I’m Sorry, What? Oh yeah, Focus.

I looked up the definition of scatter brained today.  According to some definitions Scatter brain means a forgetful person, simpleton, flighty and disorganized. 

I prefer another definition that says that scatter brained people are usually highly imaginative people who take in so many details at a time that if the details are deemed unimportant they get put to the side.  Well, it sounds better than flighty and simpleton, as I am neither of those things.  Yet, I have found that I DO forget things and now I am noticing that I forget them.  How weird is that?

For instance, I drive the same way to work each day and both on the way to work and on the way home I go through a tunnel for a bit.  Oddly enough, I remember this and notice it every day on the way home, but in the mornings, most of the time, I will get to work and not remember ever going through the tunnel, yet I had to have gone through it to get there. 
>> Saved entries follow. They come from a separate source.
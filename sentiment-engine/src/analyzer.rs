use crate::cache::ScoreCache;
use crate::model::PolarityModel;
use sentiment_core::SentimentScore;
use std::sync::Arc;
use std::time::Duration;
use tracing::{debug, error};

/// Scores text through the polarity model, memoizing results by content
/// hash. Model failures never escape: the caller's pipeline always gets a
/// score, falling back to polarity 0.0 / positive.
pub struct SentimentAnalyzer {
    model: Arc<dyn PolarityModel>,
    cache: ScoreCache,
    cache_ttl: Duration,
}

impl SentimentAnalyzer {
    pub fn new(model: Arc<dyn PolarityModel>, cache_ttl: Duration) -> Self {
        Self {
            model,
            cache: ScoreCache::new(),
            cache_ttl,
        }
    }

    pub fn analyze(&self, text: &str) -> SentimentScore {
        let key = ScoreCache::content_key(text);
        if let Some(score) = self.cache.get(&key) {
            debug!("Score cache hit");
            return score;
        }

        match self.model.polarity(text) {
            Ok(polarity) => {
                let score = SentimentScore::new(polarity);
                self.cache.set(key, score, self.cache_ttl);
                debug!(
                    "Analyzed sentiment: {} ({:.3})",
                    score.classification, score.polarity
                );
                score
            }
            Err(e) => {
                error!("Sentiment analysis failed, using fallback score: {}", e);
                SentimentScore::fallback()
            }
        }
    }

    /// Apply `analyze` to each text in input order.
    pub fn analyze_batch(&self, texts: &[String]) -> Vec<SentimentScore> {
        texts.iter().map(|text| self.analyze(text)).collect()
    }
}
That’s not the only thing either.  Here’s a stupid example, the lawnmower I bought, I took back to Home Depot because I thought the pull chord had broken / pulled out too far and wouldn’t go back in so it wouldn’t start.  It wasn’t broken, it was fine – it had come unhooked from the bar so it just looked different.  Thing is, I didn’t remember it being hooked up there to begin with, how scatter brained is that?

There are other things too, that I will suddenly notice are different and my kids will say – “mom, it used to be this way all the time.” 

“Well, heck, where was I?” I reply.

“Um… put it there,” they say.   Yes, that makes me feel so smart I want to go play ostrich for a while.

I went on and joined up so I could practice brain training games.  Their games are supposed to build focus, hand eye coordination and help with memory.  I pass with flying colors every single time and usually with a high score, so obviously it’s something else, which brings me back to the definition that highly imaginative people basically filter out details that seem unimportant. 

 I have noticed that when I repeatedly do something and it’s the same each time – like going through the tunnel each morning – if my mind is thinking of other things such as getting to work on time, an upcoming meeting, or things I need to do that day, then it just basically dumps the unimportant detail that I went through the tunnel – again. 

 The lawnmower chord didn’t matter, until it wasn’t where it was supposed to be and doing what it was supposed to be doing, stupid chord.  Just like the door knob spinning a bit didn’t matter until the door knob fell off, the nerve of inanimate objects! 

 At least I know I do focus when it counts the most, I might be a little scatter brained at times, but it’s not because I’m really disorganized or simple-minded, it’s just another symptom of juggling too many things in this busy world we live in. 

 I have, in recent days, made more time for self-reflection and meditation.  There’s something about the peaceful calm combined with focused intention that puts things back in proper perspective, and helps me remember the details each day.